Lay Summary (German)

Lead
In dem Projekt werden neue auf maschinenellem Lernen basierende Methoden entwickelt, die es erlauben atomistische Simulationen in der Chemie wesentlich schneller durchzufuehren.
Lay summary


Maschinegelernte Potenziale (MLPs) haben sich zu einem wichtigen Werkzeug für die Durchführung atomistischer Simulationen mit der Genauigkeit elektronischer Strukturmethoden entwickelt, jedoch zu einem Bruchteil der Rechenkosten. Bisher wurden die meisten Anwendungen in den Materialwissenschaften gemacht, während organische Moleküle in erster Linie im Vakuum untersucht wurden. Obwohl die meisten chemischen Reaktionen in der flüssigen Phase ablaufen, sind Anwendungen von MLPs auf Solvatation und Molekularchemie in Lösung noch sehr selten. Abgesehen von der Komplexität des beteiligten Konfigurationsraums besteht eine große Herausforderung bei der Untersuchung dieser Systeme in der Notwendigkeit einer äußerst
genauen Beschreibung der intra- und intermolekularen Wechselwirkungen, von starken kovalenten
Bindungen über Wasserstoffbrückenbindungen bis hin zu elektrostatischen und Dispersionswechselwirkungen. Ein besonders wichtiger Aspekt ist die Ladungsverteilung in den beteiligten Spezies, die von den meisten aktuellen MLPs, die auf lokalen Eigenschaften wie umgebungsabhängigen Atomenergien basieren, nicht korrekt erfasst werden kann.
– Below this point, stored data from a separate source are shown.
//! Secret codecs: hex and base32 text forms of raw key material.
//!
//! Hex is the storage encoding used by the credential store; base32 is
//! the provisioning encoding most authenticator apps exchange. Both
//! directions are provided, plus a zero-allocation hex decode path with
//! an explicit query-required-length phase.

use crate::otp::types::OathError;

// ━━━━━━━━━━━━━━━━━━━━━━━━━━━━━━━━━━━━━━━━━━━━━━━━━━━━━━━━━━━━━━━━━━
//  Hex
// ━━━━━━━━━━━━━━━━━━━━━━━━━━━━━━━━━━━━━━━━━━━━━━━━━━━━━━━━━━━━━━━━━━

/// Number of bytes `hex_decode` would produce for `text`.
///
/// Validates the input: odd length or a non-hex character fails with
/// `InvalidHex`, the same as the decode itself.
pub fn hex_decoded_len(text: &str) -> Result<usize, OathError> {
    if text.len() % 2 != 0 {
        return Err(OathError::InvalidHex("odd number of hex digits".into()));
    }
    if let Some(bad) = text.chars().find(|c| !c.is_ascii_hexdigit()) {
        return Err(OathError::InvalidHex(format!("unexpected character {:?}", bad)));
    }
    Ok(text.len() / 2)
}

/// Decode a hex string (case-insensitive, high nibble first).
pub fn hex_decode(text: &str) -> Result<Vec<u8>, OathError> {
    let len = hex_decoded_len(text)?;
    let mut out = vec![0u8; len];
    hex::decode_to_slice(text, &mut out)
        .map_err(|e| OathError::InvalidHex(e.to_string()))?;
    Ok(out)
}

/// Decode a hex string into a caller-supplied buffer, returning the
/// number of bytes written.
///
/// The buffer may be exactly sized or larger; a smaller buffer fails
/// with `BufferTooSmall`, which still reports the required length.
pub fn hex_decode_into(text: &str, out: &mut [u8]) -> Result<usize, OathError> {
    let required = hex_decoded_len(text)?;
    if out.len() < required {
        return Err(OathError::BufferTooSmall { required, provided: out.len() });
    }
    hex::decode_to_slice(text, &mut out[..required])
        .map_err(|e| OathError::InvalidHex(e.to_string()))?;
    Ok(required)
}

/// Encode raw bytes as lower-case hex, two characters per byte.
pub fn bin2hex(bytes: &[u8]) -> String {
    hex::encode(bytes)
}

// ━━━━━━━━━━━━━━━━━━━━━━━━━━━━━━━━━━━━━━━━━━━━━━━━━━━━━━━━━━━━━━━━━━
//  Base32
// ━━━━━━━━━━━━━━━━━━━━━━━━━━━━━━━━━━━━━━━━━━━━━━━━━━━━━━━━━━━━━━━━━━

/// Decode an RFC 4648 base32 secret.
///
/// ASCII spaces are stripped and the input is upper-cased before
/// decoding, so `"mzxw 6==="` and `"MZXW6==="` are equivalent. Missing
/// trailing padding is restored from the length remainder.
pub fn base32_decode(text: &str) -> Result<Vec<u8>, OathError> {
    let cleaned: String = text.chars().filter(|c| *c != ' ').collect::<String>().to_uppercase();
    let padded = pad_base32(&cleaned)?;
    base32::decode(base32::Alphabet::Rfc4648 { padding: true }, &padded)
        .ok_or_else(|| OathError::InvalidBase32("non-alphabet character in input".into()))
}

/// Encode raw bytes to padded, upper-case RFC 4648 base32.
pub fn base32_encode(bytes: &[u8]) -> String {
    base32::encode(base32::Alphabet::Rfc4648 { padding: true }, bytes)
}

/// Pad a stripped base32 string to a multiple of 8 with '='.
///
/// The RFC 4648 remainder table: 2 and 4 and 5 and 7 characters of a
/// final block take 6, 4, 3 and 1 pad characters; remainders 1, 3 and 6
/// cannot occur in valid base32.
fn pad_base32(s: &str) -> Result<String, OathError> {
    let pad = match s.len() % 8 {
        0 => 0,
        2 => 6,
        4 => 4,
        5 => 3,
        7 => 1,
        r => {
            return Err(OathError::InvalidBase32(format!(
                "length remainder {} is not decodable",
                r
            )))
        }
    };
    Ok(format!("{}{}", s, "=".repeat(pad)))
}
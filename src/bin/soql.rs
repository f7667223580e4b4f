//! Run one SOQL SELECT and print the rows as JSON lines.
//!
//! ```sh
//! export SF_ACCESS_TOKEN=... SF_INSTANCE_URL=https://mydomain.my.salesforce.com
//! # or SF_CONSUMER_KEY, SF_CONSUMER_SECRET, SF_USERNAME, SF_PASSWORD [, SF_HOST]
//! cargo run --bin soql -- [--dict] "SELECT Id, Account.Name FROM Contact LIMIT 5"
//! ```
//!
//! Set `RUST_LOG=busbar_sf_dbapi=debug` to see the requests.

use std::sync::Arc;

use busbar_sf_auth::{Authenticator, ConnectionSettings, PasswordAuth, StaticTokenAuth};
use busbar_sf_client::ClientConfig;
use busbar_sf_dbapi::{Connections, DatabaseConfig, RowType, DEFAULT_ALIAS};
use tracing_subscriber::EnvFilter;

#[tokio::main]
async fn main() {
    tracing_subscriber::fmt()
        .with_env_filter(EnvFilter::from_default_env())
        .with_writer(std::io::stderr)
        .init();

    let mut row_type = RowType::List;
    let mut soql = None;
    for arg in std::env::args().skip(1) {
        match arg.as_str() {
            "--dict" => row_type = RowType::Dict,
            _ if soql.is_none() => soql = Some(arg),
            _ => usage(),
        }
    }
    let Some(soql) = soql else { usage() };

    let config = DatabaseConfig::builder(DEFAULT_ALIAS)
        .row_type(row_type)
        .build();
    let authenticator = authenticator(&config.client).unwrap_or_else(|e| {
        eprintln!("Error: {e}");
        std::process::exit(1);
    });

    let connections = Connections::new();
    if let Err(e) = connections.connect(config, authenticator).await {
        eprintln!("Error: Failed to connect: {e}");
        std::process::exit(1);
    }

    if let Err(e) = run(&connections, &soql).await {
        eprintln!("Error: {e}");
        std::process::exit(1);
    }
}

async fn run(connections: &Connections, soql: &str) -> busbar_sf_dbapi::Result<()> {
    let mut cursor = connections.cursor(DEFAULT_ALIAS)?;
    cursor.execute_soql(soql, vec![]).await?;
    eprintln!("{} rows", cursor.rowcount());
    while let Some(row) = cursor.fetch_one().await? {
        println!("{}", row.to_json());
    }
    cursor.close();
    Ok(())
}

/// A static token when one is exported, otherwise the password grant sent
/// with the timeouts and user agent of `client`.
fn authenticator(client: &ClientConfig) -> busbar_sf_auth::Result<Arc<dyn Authenticator>> {
    if std::env::var_os("SF_ACCESS_TOKEN").is_some() {
        return Ok(Arc::new(StaticTokenAuth::from_env()?));
    }
    let settings = ConnectionSettings::from_env()?;
    Ok(Arc::new(PasswordAuth::with_client_config(settings, client)?))
}

fn usage() -> ! {
    eprintln!("Usage: soql [--dict] \"SELECT ...\"");
    std::process::exit(2);
}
Ziel dieses Projekts ist es, die Anwendbarkeit von neuen MLP's auf die Molekularchemie in Lösung zu erforschen, indem es sich auf zwei Hauptaspekte konzentriert: die Qualität der Referenzdaten der Dichtefunktionaltheorie (DFT) und die Verallgemeinerung der 4G-HDNNP-Methode des maschinellen Lernens.

Die entwicklten Methoden koennen helfen viele gesellschaftlich relevante Probleme z.B. auf dem Gebiet der Katalyse zu erforschen.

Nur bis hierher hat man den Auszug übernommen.